### What is required
For each line below with the word "accessible", write out a copy.

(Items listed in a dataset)
────

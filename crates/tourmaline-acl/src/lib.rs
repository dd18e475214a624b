//! # tourmaline-acl: Record ACL Evaluation
//!
//! Decides whether an actor may act on a record at a requested capability
//! level, given the record's attached ACL.
//!
//! ## Architecture
//!
//! ```text
//! ┌─────────────────────────────────────────────┐
//! │  Access Request                              │
//! │  (RecordAcl + Identity + AccessLevel)        │
//! └─────────────────┬───────────────────────────┘
//!                   │
//!                   ▼
//! ┌─────────────────────────────────────────────┐
//! │  Evaluator                                   │
//! │  ├─ Match each grant against the actor       │
//! │  ├─ Require grant level >= requested level   │
//! │  └─ Union semantics: any one grant suffices  │
//! └─────────────────┬───────────────────────────┘
//!                   │
//!                   ▼
//! ┌─────────────────────────────────────────────┐
//! │  bool                                        │
//! │  - denial is an outcome, not an error        │
//! └─────────────────────────────────────────────┘
//! ```
//!
//! ## Semantics
//!
//! A record's ACL is a monotonic union of grants, not a priority list: no
//! entry can revoke a grant made by another, and evaluation order is
//! irrelevant. An actor with no matching entry is simply not admitted --
//! that is a normal boolean outcome the caller turns into a 403-equivalent,
//! never a fault.
//!
//! ## Examples
//!
//! ```
//! use tourmaline_acl::{Accessible, accessible};
//! use tourmaline_types::{AccessLevel, AclEntry, Identity, RecordAcl};
//!
//! let acl: RecordAcl = vec![
//!     AclEntry::role("admin", AccessLevel::Write),
//!     AclEntry::direct("reviewer-7", AccessLevel::Read),
//! ]
//! .into();
//!
//! let admin = Identity::new("user1").with_role("admin");
//! let reviewer = Identity::new("reviewer-7");
//!
//! assert!(accessible(&acl, &admin, AccessLevel::Write));
//! assert!(acl.accessible(&reviewer, AccessLevel::Read));
//! assert!(!acl.accessible(&reviewer, AccessLevel::Write));
//! ```

pub mod evaluator;

pub use evaluator::{Accessible, EmptyAclPolicy, accessible, accessible_with_default};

────

### Your response
//! use tourmaline_acl::{Accessible, accessible};
//! assert!(accessible(&acl, &admin, AccessLevel::Write));
//! assert!(acl.accessible(&reviewer, AccessLevel::Read));
//! assert!(!acl.accessible(&reviewer, AccessLevel::Write));
pub use evaluator::{Accessible, EmptyAclPolicy, accessible, accessible_with_default};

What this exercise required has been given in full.